*What the task asks:* Copy the lines below exactly. Start at the first and finish with the line containing "fn location(res: &axum_test::TestResponse)".

*Data records:*
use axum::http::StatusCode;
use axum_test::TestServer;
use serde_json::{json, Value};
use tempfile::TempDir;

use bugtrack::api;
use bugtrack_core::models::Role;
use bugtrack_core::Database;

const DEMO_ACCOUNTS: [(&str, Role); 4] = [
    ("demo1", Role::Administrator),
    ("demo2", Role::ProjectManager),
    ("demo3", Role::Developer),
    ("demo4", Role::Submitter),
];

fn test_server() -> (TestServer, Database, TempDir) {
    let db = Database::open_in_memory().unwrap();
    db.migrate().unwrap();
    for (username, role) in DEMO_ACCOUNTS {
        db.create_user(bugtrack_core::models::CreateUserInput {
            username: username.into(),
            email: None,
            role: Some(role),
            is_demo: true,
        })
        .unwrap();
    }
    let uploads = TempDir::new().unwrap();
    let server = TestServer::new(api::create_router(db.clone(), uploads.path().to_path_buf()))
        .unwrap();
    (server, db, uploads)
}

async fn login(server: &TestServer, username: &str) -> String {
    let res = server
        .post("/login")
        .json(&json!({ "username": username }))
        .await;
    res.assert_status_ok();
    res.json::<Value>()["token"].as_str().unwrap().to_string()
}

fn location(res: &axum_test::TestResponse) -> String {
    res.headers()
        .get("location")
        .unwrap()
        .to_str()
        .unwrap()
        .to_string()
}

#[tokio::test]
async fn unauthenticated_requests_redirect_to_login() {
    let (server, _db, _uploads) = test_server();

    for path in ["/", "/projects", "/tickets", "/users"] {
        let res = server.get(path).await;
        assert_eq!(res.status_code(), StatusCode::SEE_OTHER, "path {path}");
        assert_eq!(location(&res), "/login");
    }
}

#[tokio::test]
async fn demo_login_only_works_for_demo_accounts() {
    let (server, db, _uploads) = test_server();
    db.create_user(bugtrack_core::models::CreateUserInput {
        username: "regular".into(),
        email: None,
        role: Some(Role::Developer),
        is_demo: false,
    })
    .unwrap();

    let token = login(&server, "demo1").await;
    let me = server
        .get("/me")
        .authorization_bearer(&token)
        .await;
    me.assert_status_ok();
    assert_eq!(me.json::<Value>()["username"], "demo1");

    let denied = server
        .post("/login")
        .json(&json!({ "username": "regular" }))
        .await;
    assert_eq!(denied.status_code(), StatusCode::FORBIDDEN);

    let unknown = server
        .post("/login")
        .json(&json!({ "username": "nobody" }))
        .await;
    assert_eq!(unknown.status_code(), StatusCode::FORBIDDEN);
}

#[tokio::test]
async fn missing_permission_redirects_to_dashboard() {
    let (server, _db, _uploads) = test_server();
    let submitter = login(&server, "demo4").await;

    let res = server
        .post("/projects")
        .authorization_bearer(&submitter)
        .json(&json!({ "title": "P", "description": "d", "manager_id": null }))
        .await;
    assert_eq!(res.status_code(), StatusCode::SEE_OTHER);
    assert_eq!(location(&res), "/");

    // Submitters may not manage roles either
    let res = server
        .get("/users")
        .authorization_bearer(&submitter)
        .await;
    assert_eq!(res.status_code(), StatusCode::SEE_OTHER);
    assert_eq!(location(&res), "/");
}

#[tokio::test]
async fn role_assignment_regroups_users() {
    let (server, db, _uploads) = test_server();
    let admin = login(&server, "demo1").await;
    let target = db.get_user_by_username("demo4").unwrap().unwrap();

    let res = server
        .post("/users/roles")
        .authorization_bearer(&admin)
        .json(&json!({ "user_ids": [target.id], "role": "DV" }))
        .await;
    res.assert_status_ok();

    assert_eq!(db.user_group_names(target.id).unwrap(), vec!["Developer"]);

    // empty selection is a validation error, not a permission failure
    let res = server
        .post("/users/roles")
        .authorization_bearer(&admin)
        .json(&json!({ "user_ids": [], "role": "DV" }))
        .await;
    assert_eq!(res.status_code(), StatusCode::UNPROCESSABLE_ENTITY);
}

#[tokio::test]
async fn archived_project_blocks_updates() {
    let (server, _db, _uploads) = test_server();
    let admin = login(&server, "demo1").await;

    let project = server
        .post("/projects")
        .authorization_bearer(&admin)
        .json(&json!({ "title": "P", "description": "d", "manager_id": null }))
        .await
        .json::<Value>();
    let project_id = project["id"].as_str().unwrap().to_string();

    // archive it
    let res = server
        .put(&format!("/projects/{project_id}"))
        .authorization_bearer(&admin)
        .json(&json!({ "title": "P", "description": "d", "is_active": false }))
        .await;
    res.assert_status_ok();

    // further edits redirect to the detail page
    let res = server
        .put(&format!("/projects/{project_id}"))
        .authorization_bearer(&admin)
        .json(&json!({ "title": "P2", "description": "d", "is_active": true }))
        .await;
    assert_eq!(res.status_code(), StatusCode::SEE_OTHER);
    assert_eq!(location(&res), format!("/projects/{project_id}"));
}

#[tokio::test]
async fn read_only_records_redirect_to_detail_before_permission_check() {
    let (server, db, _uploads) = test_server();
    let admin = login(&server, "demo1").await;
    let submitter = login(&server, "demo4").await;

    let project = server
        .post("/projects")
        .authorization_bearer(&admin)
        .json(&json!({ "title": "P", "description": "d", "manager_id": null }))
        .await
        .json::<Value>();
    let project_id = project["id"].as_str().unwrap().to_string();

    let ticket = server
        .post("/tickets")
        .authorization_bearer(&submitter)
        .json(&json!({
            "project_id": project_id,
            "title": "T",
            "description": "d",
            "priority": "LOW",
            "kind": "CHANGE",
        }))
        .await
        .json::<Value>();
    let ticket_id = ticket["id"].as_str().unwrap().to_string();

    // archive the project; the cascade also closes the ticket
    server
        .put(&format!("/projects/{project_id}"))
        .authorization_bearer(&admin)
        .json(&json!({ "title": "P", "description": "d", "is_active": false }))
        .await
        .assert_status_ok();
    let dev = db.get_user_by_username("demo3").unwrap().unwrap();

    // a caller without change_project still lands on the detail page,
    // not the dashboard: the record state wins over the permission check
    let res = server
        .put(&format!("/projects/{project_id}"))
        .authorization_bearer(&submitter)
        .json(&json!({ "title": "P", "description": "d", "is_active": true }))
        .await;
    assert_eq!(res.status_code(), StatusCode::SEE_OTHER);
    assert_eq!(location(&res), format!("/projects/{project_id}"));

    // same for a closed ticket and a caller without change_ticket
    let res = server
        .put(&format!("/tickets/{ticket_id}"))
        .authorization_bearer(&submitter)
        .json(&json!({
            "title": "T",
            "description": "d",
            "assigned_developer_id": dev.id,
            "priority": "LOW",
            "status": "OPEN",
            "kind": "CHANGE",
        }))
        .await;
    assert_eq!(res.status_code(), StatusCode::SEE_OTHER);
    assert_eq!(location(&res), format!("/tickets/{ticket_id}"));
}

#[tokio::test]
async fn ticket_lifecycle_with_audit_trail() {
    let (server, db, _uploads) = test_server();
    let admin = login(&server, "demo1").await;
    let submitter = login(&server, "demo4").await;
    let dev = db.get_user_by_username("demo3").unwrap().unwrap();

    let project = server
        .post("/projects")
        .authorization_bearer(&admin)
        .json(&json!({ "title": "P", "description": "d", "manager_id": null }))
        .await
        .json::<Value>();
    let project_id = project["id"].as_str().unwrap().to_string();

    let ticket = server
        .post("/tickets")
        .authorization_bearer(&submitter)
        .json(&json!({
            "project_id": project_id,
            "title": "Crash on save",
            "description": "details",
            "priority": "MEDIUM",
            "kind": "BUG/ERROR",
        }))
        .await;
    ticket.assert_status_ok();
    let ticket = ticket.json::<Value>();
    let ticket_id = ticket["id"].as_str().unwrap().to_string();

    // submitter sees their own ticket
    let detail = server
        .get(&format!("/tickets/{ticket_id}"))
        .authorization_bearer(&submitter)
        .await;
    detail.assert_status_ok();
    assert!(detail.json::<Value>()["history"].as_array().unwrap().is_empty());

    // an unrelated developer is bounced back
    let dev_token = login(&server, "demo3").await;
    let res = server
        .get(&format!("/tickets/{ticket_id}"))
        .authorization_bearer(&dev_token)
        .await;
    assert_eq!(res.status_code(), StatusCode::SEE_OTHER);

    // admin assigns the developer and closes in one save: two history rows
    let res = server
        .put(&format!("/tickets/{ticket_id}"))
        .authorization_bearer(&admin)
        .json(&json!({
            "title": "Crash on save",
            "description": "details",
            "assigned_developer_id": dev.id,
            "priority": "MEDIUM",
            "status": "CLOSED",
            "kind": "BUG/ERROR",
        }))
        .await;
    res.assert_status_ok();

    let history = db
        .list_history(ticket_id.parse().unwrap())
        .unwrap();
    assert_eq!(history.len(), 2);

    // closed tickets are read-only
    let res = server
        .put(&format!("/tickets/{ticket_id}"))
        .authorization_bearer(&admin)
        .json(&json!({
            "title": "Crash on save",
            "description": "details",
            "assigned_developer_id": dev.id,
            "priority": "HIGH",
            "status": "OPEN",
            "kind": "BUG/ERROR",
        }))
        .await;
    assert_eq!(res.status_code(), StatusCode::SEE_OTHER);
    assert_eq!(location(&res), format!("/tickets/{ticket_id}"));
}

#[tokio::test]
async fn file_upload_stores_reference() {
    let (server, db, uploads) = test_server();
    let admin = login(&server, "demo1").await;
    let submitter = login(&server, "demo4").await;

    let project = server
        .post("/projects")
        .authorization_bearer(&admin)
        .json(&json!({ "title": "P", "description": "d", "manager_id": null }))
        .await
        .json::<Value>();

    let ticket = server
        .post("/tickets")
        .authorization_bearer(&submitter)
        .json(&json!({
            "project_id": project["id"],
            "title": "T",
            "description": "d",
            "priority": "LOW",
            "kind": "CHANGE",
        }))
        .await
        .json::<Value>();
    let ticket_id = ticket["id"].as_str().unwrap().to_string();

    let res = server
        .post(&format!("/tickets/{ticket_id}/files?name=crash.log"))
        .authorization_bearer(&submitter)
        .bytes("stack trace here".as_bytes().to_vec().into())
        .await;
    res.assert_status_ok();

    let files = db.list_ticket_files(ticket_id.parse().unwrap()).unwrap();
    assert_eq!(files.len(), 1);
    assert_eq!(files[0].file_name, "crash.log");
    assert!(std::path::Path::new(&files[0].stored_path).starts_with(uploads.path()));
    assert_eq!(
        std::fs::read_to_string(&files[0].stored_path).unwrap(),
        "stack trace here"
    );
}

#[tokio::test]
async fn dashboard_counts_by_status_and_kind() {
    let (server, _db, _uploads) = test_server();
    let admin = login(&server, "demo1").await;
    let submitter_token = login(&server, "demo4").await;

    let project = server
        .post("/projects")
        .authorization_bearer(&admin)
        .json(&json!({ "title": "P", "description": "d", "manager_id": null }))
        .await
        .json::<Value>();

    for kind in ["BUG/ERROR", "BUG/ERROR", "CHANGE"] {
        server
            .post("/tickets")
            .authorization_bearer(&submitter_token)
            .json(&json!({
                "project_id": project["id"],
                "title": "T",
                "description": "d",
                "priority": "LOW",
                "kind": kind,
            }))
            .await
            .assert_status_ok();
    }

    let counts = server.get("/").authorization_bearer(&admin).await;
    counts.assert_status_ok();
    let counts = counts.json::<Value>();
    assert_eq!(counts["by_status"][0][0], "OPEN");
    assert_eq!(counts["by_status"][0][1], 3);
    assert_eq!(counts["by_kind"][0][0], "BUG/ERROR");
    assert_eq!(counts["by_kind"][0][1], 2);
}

*Output for this task:*
use axum::http::StatusCode;
use axum_test::TestServer;
use serde_json::{json, Value};
use tempfile::TempDir;

use bugtrack::api;
use bugtrack_core::models::Role;
use bugtrack_core::Database;

const DEMO_ACCOUNTS: [(&str, Role); 4] = [
    ("demo1", Role::Administrator),
    ("demo2", Role::ProjectManager),
    ("demo3", Role::Developer),
    ("demo4", Role::Submitter),
];

fn test_server() -> (TestServer, Database, TempDir) {
    let db = Database::open_in_memory().unwrap();
    db.migrate().unwrap();
    for (username, role) in DEMO_ACCOUNTS {
        db.create_user(bugtrack_core::models::CreateUserInput {
            username: username.into(),
            email: None,
            role: Some(role),
            is_demo: true,
        })
        .unwrap();
    }
    let uploads = TempDir::new().unwrap();
    let server = TestServer::new(api::create_router(db.clone(), uploads.path().to_path_buf()))
        .unwrap();
    (server, db, uploads)
}

async fn login(server: &TestServer, username: &str) -> String {
    let res = server
        .post("/login")
        .json(&json!({ "username": username }))
        .await;
    res.assert_status_ok();
    res.json::<Value>()["token"].as_str().unwrap().to_string()
}

fn location(res: &axum_test::TestResponse) -> String {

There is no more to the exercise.